▶ [EXERCISE DETAILS]: All entries must be given again in full, exactly as they were supplied.

▶ [PROVIDED DATA]:
++++++++

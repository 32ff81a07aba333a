use std::time::Duration;

use crossbeam_channel::{Receiver, Sender};
use eframe::egui;

use crate::backend_bridge::commands::BackendCommand;
use crate::controller::events::UiEvent;
use crate::controller::orchestration::run_command;
use crate::controller::reducer::ControllerState;
use crate::ui::{
    layout::{COMPOSER_HEIGHT, HEADER_HEIGHT, TRANSCRIPT_WIDTH_FRACTION, WINDOW_TITLE},
    panels, theme,
};

const UI_EVENT_POLL_INTERVAL: Duration = Duration::from_millis(100);

pub struct DesktopGuiApp {
    cmd_tx: Sender<BackendCommand>,
    ui_rx: Receiver<UiEvent>,
    state: ControllerState,
}

impl DesktopGuiApp {
    pub fn new(
        cmd_tx: Sender<BackendCommand>,
        ui_rx: Receiver<UiEvent>,
        ctx: &egui::Context,
    ) -> Self {
        ctx.set_visuals(theme::visuals());
        let mut app = Self {
            cmd_tx,
            ui_rx,
            state: ControllerState::default(),
        };
        let cmd = app.state.mount();
        run_command(&mut app.state, &app.cmd_tx, cmd);
        app
    }

    fn process_ui_events(&mut self) {
        while let Ok(event) = self.ui_rx.try_recv() {
            if let Some(cmd) = self.state.apply(event) {
                run_command(&mut self.state, &self.cmd_tx, cmd);
            }
        }
    }

    fn pick_and_upload(&mut self) {
        let Some(path) = rfd::FileDialog::new()
            .add_filter("PDF", &["pdf"])
            .pick_file()
        else {
            return;
        };
        tracing::debug!(path = %path.display(), "pdf selected for upload");
        let cmd = self.state.begin_upload(path);
        run_command(&mut self.state, &self.cmd_tx, cmd);
    }

    fn submit_question(&mut self) {
        if let Some(cmd) = self.state.submit_input() {
            run_command(&mut self.state, &self.cmd_tx, cmd);
        }
    }
}

impl eframe::App for DesktopGuiApp {
    fn update(&mut self, ctx: &egui::Context, _frame: &mut eframe::Frame) {
        self.process_ui_events();

        let pending = self.state.is_pending();
        let mut upload_clicked = false;
        let mut submitted = false;

        egui::TopBottomPanel::top("header")
            .resizable(false)
            .exact_height(HEADER_HEIGHT)
            .frame(
                egui::Frame::new()
                    .fill(theme::BLUE_500)
                    .inner_margin(egui::Margin::symmetric(12, 8)),
            )
            .show(ctx, |ui| {
                upload_clicked = panels::show_header(ui, WINDOW_TITLE, pending);
            });

        egui::TopBottomPanel::bottom("status_bar")
            .resizable(false)
            .show(ctx, |ui| panels::show_status(ui, self.state.status()));

        egui::TopBottomPanel::bottom("composer")
            .resizable(false)
            .exact_height(COMPOSER_HEIGHT)
            .frame(egui::Frame::new().inner_margin(egui::Margin::symmetric(12, 10)))
            .show(ctx, |ui| {
                submitted = panels::show_composer(ui, &mut self.state.input, pending);
            });

        egui::CentralPanel::default().show(ctx, |ui| {
            let documents_width = ui.available_width() * (1.0 - TRANSCRIPT_WIDTH_FRACTION);
            egui::SidePanel::right("documents")
                .resizable(false)
                .exact_width(documents_width)
                .show_inside(ui, |ui| panels::show_documents(ui, self.state.documents()));
            egui::CentralPanel::default()
                .show_inside(ui, |ui| panels::show_transcript(ui, self.state.messages()));
        });

        if upload_clicked {
            self.pick_and_upload();
        }
        if submitted {
            self.submit_question();
        }

        ctx.request_repaint_after(UI_EVENT_POLL_INTERVAL);
    }
}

++++++++

▶ [OUTPUT OF THE EXERCISE]:
repository 32ff81a07aba333a
use std::time::Duration;

use crossbeam_channel::{Receiver, Sender};
use eframe::egui;

use crate::backend_bridge::commands::BackendCommand;
use crate::controller::events::UiEvent;
use crate::controller::orchestration::run_command;
use crate::controller::reducer::ControllerState;
use crate::ui::{
    layout::{COMPOSER_HEIGHT, HEADER_HEIGHT, TRANSCRIPT_WIDTH_FRACTION, WINDOW_TITLE},
    panels, theme,
};

const UI_EVENT_POLL_INTERVAL: Duration = Duration::from_millis(100);

pub struct DesktopGuiApp {
    cmd_tx: Sender<BackendCommand>,
    ui_rx: Receiver<UiEvent>,
    state: ControllerState,
}

impl DesktopGuiApp {
    pub fn new(
        cmd_tx: Sender<BackendCommand>,
        ui_rx: Receiver<UiEvent>,
        ctx: &egui::Context,
    ) -> Self {
        ctx.set_visuals(theme::visuals());
        let mut app = Self {
            cmd_tx,
            ui_rx,
            state: ControllerState::default(),
        };
        let cmd = app.state.mount();
        run_command(&mut app.state, &app.cmd_tx, cmd);
        app
    }

    fn process_ui_events(&mut self) {
        while let Ok(event) = self.ui_rx.try_recv() {
            if let Some(cmd) = self.state.apply(event) {
                run_command(&mut self.state, &self.cmd_tx, cmd);
            }
        }
    }

    fn pick_and_upload(&mut self) {
        let Some(path) = rfd::FileDialog::new()
            .add_filter("PDF", &["pdf"])
            .pick_file()
        else {
            return;
        };
        tracing::debug!(path = %path.display(), "pdf selected for upload");
        let cmd = self.state.begin_upload(path);
        run_command(&mut self.state, &self.cmd_tx, cmd);
    }

    fn submit_question(&mut self) {
        if let Some(cmd) = self.state.submit_input() {
            run_command(&mut self.state, &self.cmd_tx, cmd);
        }
    }
}

impl eframe::App for DesktopGuiApp {
    fn update(&mut self, ctx: &egui::Context, _frame: &mut eframe::Frame) {
        self.process_ui_events();

        let pending = self.state.is_pending();
        let mut upload_clicked = false;
        let mut submitted = false;

        egui::TopBottomPanel::top("header")
            .resizable(false)
            .exact_height(HEADER_HEIGHT)
            .frame(
                egui::Frame::new()
                    .fill(theme::BLUE_500)
                    .inner_margin(egui::Margin::symmetric(12, 8)),
            )
            .show(ctx, |ui| {
                upload_clicked = panels::show_header(ui, WINDOW_TITLE, pending);
            });

        egui::TopBottomPanel::bottom("status_bar")
            .resizable(false)
            .show(ctx, |ui| panels::show_status(ui, self.state.status()));

        egui::TopBottomPanel::bottom("composer")
            .resizable(false)
            .exact_height(COMPOSER_HEIGHT)
            .frame(egui::Frame::new().inner_margin(egui::Margin::symmetric(12, 10)))
            .show(ctx, |ui| {
                submitted = panels::show_composer(ui, &mut self.state.input, pending);
            });

        egui::CentralPanel::default().show(ctx, |ui| {
            let documents_width = ui.available_width() * (1.0 - TRANSCRIPT_WIDTH_FRACTION);
            egui::SidePanel::right("documents")
                .resizable(false)
                .exact_width(documents_width)
                .show_inside(ui, |ui| panels::show_documents(ui, self.state.documents()));
            egui::CentralPanel::default()
                .show_inside(ui, |ui| panels::show_transcript(ui, self.state.messages()));
        });

        if upload_clicked {
            self.pick_and_upload();
        }
        if submitted {
            self.submit_question();
        }

        ctx.request_repaint_after(UI_EVENT_POLL_INTERVAL);
    }
}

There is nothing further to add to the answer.